Exercise requirements -
Below are records; report the number of lines in them that include the word "show", with no other text.

Saved data entries:
[Start of section]
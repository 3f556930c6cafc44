use clap::{Args, Parser, Subcommand};
use clap_complete::Shell;
use std::path::PathBuf;

use crate::output::OutputFormat;

#[derive(Parser)]
#[command(name = "chatai")]
#[command(version, about = "ChatAI - streaming chat client for the terminal")]
pub struct Cli {
    #[command(subcommand)]
    pub command: Commands,

    /// Server base URL (defaults to http://localhost:8080/v1/api)
    #[arg(long, global = true, env = "CHATAI_BASE_URL")]
    pub base_url: Option<String>,

    /// Config file path (defaults to ~/.config/chatai/config.toml)
    #[arg(long, global = true, env = "CHATAI_CONFIG")]
    pub config: Option<PathBuf>,

    /// Enable verbose logging
    #[arg(short, long, global = true)]
    pub verbose: bool,

    /// Output format
    #[arg(long, global = true, default_value = "text")]
    pub format: OutputFormat,
}

#[derive(Subcommand)]
pub enum Commands {
    /// Generate shell completions
    Completions {
        #[arg(value_enum)]
        shell: Shell,
    },

    /// Create an account and store its token
    Register(RegisterArgs),

    /// Sign in and store the token
    Login {
        /// Account email
        #[arg(long)]
        email: String,
    },

    /// Forget the stored token and active chat
    Logout,

    /// List models offered by the server
    Models,

    /// Start a new chat and make it active
    NewChat,

    /// List past chats, or show one of them
    History {
        /// Chat id to print and make active
        #[arg(long)]
        show: Option<String>,
    },

    /// Send one prompt and stream the reply
    Ask(AskArgs),

    /// Interactive chat over stdin (/exit or Ctrl-D to quit)
    Chat(ChatArgs),
}

#[derive(Args)]
pub struct RegisterArgs {
    #[arg(long)]
    pub email: String,

    #[arg(long)]
    pub firstname: String,

    #[arg(long)]
    pub lastname: String,
}

#[derive(Args, Clone)]
pub struct TurnArgs {
    /// Model id (see `chatai models`)
    #[arg(short, long, env = "CHATAI_MODEL")]
    pub model: Option<String>,

    /// Custom instructions sent ahead of the conversation
    #[arg(short, long)]
    pub system: Option<String>,

    #[arg(long)]
    pub temperature: Option<f64>,

    /// Reply length limit (-1 for unbounded)
    #[arg(long, allow_negative_numbers = true)]
    pub max_tokens: Option<i32>,
}

#[derive(Args)]
pub struct AskArgs {
    /// Prompt text
    pub prompt: String,

    #[command(flatten)]
    pub turn: TurnArgs,
}

#[derive(Args)]
pub struct ChatArgs {
    /// Continue a chat from history
    #[arg(long)]
    pub resume: Option<String>,

    #[command(flatten)]
    pub turn: TurnArgs,
}
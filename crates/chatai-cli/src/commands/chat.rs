use anyhow::{Result, bail};
use chatai_client::{
    ChatError, ChatTurn, CompletionOptions, Conversation, SessionState, Snapshot, StreamStats,
};
use colored::Colorize;
use futures::StreamExt;
use serde_json::json;
use std::future::Future;
use std::io::{self, Write};
use tokio::io::{AsyncBufRead, AsyncBufReadExt, BufReader, Lines};

use super::CommandContext;
use crate::cli::{AskArgs, ChatArgs};
use crate::config::TurnSettings;
use crate::output::json::print_json;
use crate::output::render::{ReplyPrinter, print_message};

/// Final state of one streamed turn.
struct TurnOutcome {
    snapshot: Option<Snapshot>,
    state: SessionState,
    stats: StreamStats,
    error: Option<ChatError>,
}

pub async fn new_chat(ctx: &mut CommandContext) -> Result<()> {
    let chat = ctx.api.create_new_chat(ctx.store.token()).await?;
    ctx.store.set_chat_id(Some(chat.id.clone()))?;
    tracing::info!(chat_id = %chat.id, "Created chat");

    if ctx.format.is_json() {
        return print_json(&chat);
    }
    println!("{} Active chat: {}", "✓".green(), chat.id);
    Ok(())
}

pub async fn ask(ctx: &CommandContext, args: AskArgs) -> Result<()> {
    let settings = ctx.settings.turn(&args.turn);
    let turn = build_turn(&settings, Conversation::new(), args.prompt)?;

    let echo = !ctx.format.is_json();
    let outcome = stream_turn(ctx, turn, settings.options, echo).await?;

    if ctx.format.is_json() {
        print_json(&json!({
            "state": outcome.state,
            "reply": outcome
                .snapshot
                .as_ref()
                .and_then(Snapshot::assistant)
                .map(|reply| reply.content.as_str()),
            "messages": outcome.snapshot,
            "stats": outcome.stats,
        }))?;
    }

    match outcome.error {
        Some(err) => Err(err.into()),
        None => Ok(()),
    }
}

pub async fn chat(ctx: &mut CommandContext, args: ChatArgs) -> Result<()> {
    let settings = ctx.settings.turn(&args.turn);
    settings.require_model()?;

    let mut conversation = match &args.resume {
        Some(chat_id) => resume(ctx, chat_id).await?,
        None => {
            start_chat(ctx).await?;
            Conversation::new()
        }
    };

    println!(
        "{}",
        "Type a message. /new starts a new chat; /exit, Ctrl-D or Ctrl-C quits.".dimmed()
    );

    let mut lines = BufReader::new(tokio::io::stdin()).lines();
    loop {
        print!("{} ", "you>".cyan().bold());
        io::stdout().flush()?;

        let Some(line) = next_prompt(&mut lines, idle_interrupt()).await? else {
            println!();
            break;
        };
        let prompt = line.trim();
        match prompt {
            "" => continue,
            "/exit" | "/quit" => break,
            "/new" => {
                start_chat(ctx).await?;
                conversation = Conversation::new();
                continue;
            }
            _ => {}
        }

        let turn = build_turn(&settings, conversation.clone(), prompt)?;
        let outcome = stream_turn(ctx, turn, settings.options, true).await?;

        let replied = outcome
            .snapshot
            .as_ref()
            .filter(|snapshot| snapshot.assistant().is_some());
        if let Some(snapshot) = replied {
            conversation.adopt(snapshot);
        }
        if let Some(err) = outcome.error {
            eprintln!("{} {}", "Error:".red().bold(), err);
        }
    }

    Ok(())
}

/// Next input line, or `None` at end of input or when `interrupt` fires
/// first. Reading a line is cancel safe, so no input is lost.
async fn next_prompt<R>(
    lines: &mut Lines<R>,
    interrupt: impl Future<Output = ()>,
) -> io::Result<Option<String>>
where
    R: AsyncBufRead + Unpin,
{
    tokio::select! {
        line = lines.next_line() => line,
        _ = interrupt => Ok(None),
    }
}

/// Ctrl-C while waiting at the prompt. Never fires if the handler cannot be
/// installed.
async fn idle_interrupt() {
    if tokio::signal::ctrl_c().await.is_err() {
        std::future::pending::<()>().await;
    }
}

async fn start_chat(ctx: &mut CommandContext) -> Result<()> {
    let chat = ctx.api.create_new_chat(ctx.store.token()).await?;
    ctx.store.set_chat_id(Some(chat.id.clone()))?;
    println!("{}", format!("Chat {}", chat.id).dimmed());
    Ok(())
}

async fn resume(ctx: &mut CommandContext, chat_id: &str) -> Result<Conversation> {
    let chats = ctx.api.get_chat_history(ctx.store.token()).await?;
    let Some(chat) = chats.into_iter().find(|chat| chat.id == chat_id) else {
        bail!("Chat not found: {chat_id}");
    };
    ctx.store.set_chat_id(Some(chat.id.clone()))?;

    let conversation = chat.conversation();
    for message in &conversation {
        print_message(message);
    }
    Ok(conversation)
}

fn build_turn(
    settings: &TurnSettings,
    history: Conversation,
    prompt: impl Into<String>,
) -> Result<ChatTurn> {
    let model = settings.require_model()?;
    Ok(ChatTurn::new(history, prompt, model).with_system_prompt(settings.system_prompt.clone()))
}

/// Drive one session to its end. Ctrl-C cancels only this session.
async fn stream_turn(
    ctx: &CommandContext,
    turn: ChatTurn,
    options: CompletionOptions,
    echo: bool,
) -> Result<TurnOutcome> {
    let session = ctx.api.session(options);
    let credentials = ctx.store.credentials();

    let token = session.cancellation_token();
    let interrupt = tokio::spawn(async move {
        if tokio::signal::ctrl_c().await.is_ok() {
            token.cancel();
        }
    });

    let mut printer = ReplyPrinter::default();
    let mut stdout = io::stdout();
    let mut error = None;

    match session.send(turn, &credentials) {
        Ok(mut stream) => {
            while let Some(item) = stream.next().await {
                match item {
                    Ok(snapshot) if echo => printer.update(&snapshot, &mut stdout)?,
                    Ok(_) => {}
                    Err(err) => {
                        error = Some(err);
                        break;
                    }
                }
            }
        }
        Err(err) => error = Some(err),
    }
    interrupt.abort();

    if printer.has_output() {
        println!();
    }
    if error.is_some() && printer.has_output() {
        eprintln!("{}", "(reply incomplete)".yellow());
    }

    let stats = session.stats();
    if stats.all_frames_malformed() {
        eprintln!(
            "{}",
            "Warning: the server sent no readable frames. Check server.marker_mode.".yellow()
        );
    }

    Ok(TurnOutcome {
        snapshot: session.last_snapshot(),
        state: session.state(),
        stats,
        error,
    })
}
[End of section]
Solution for this task -
2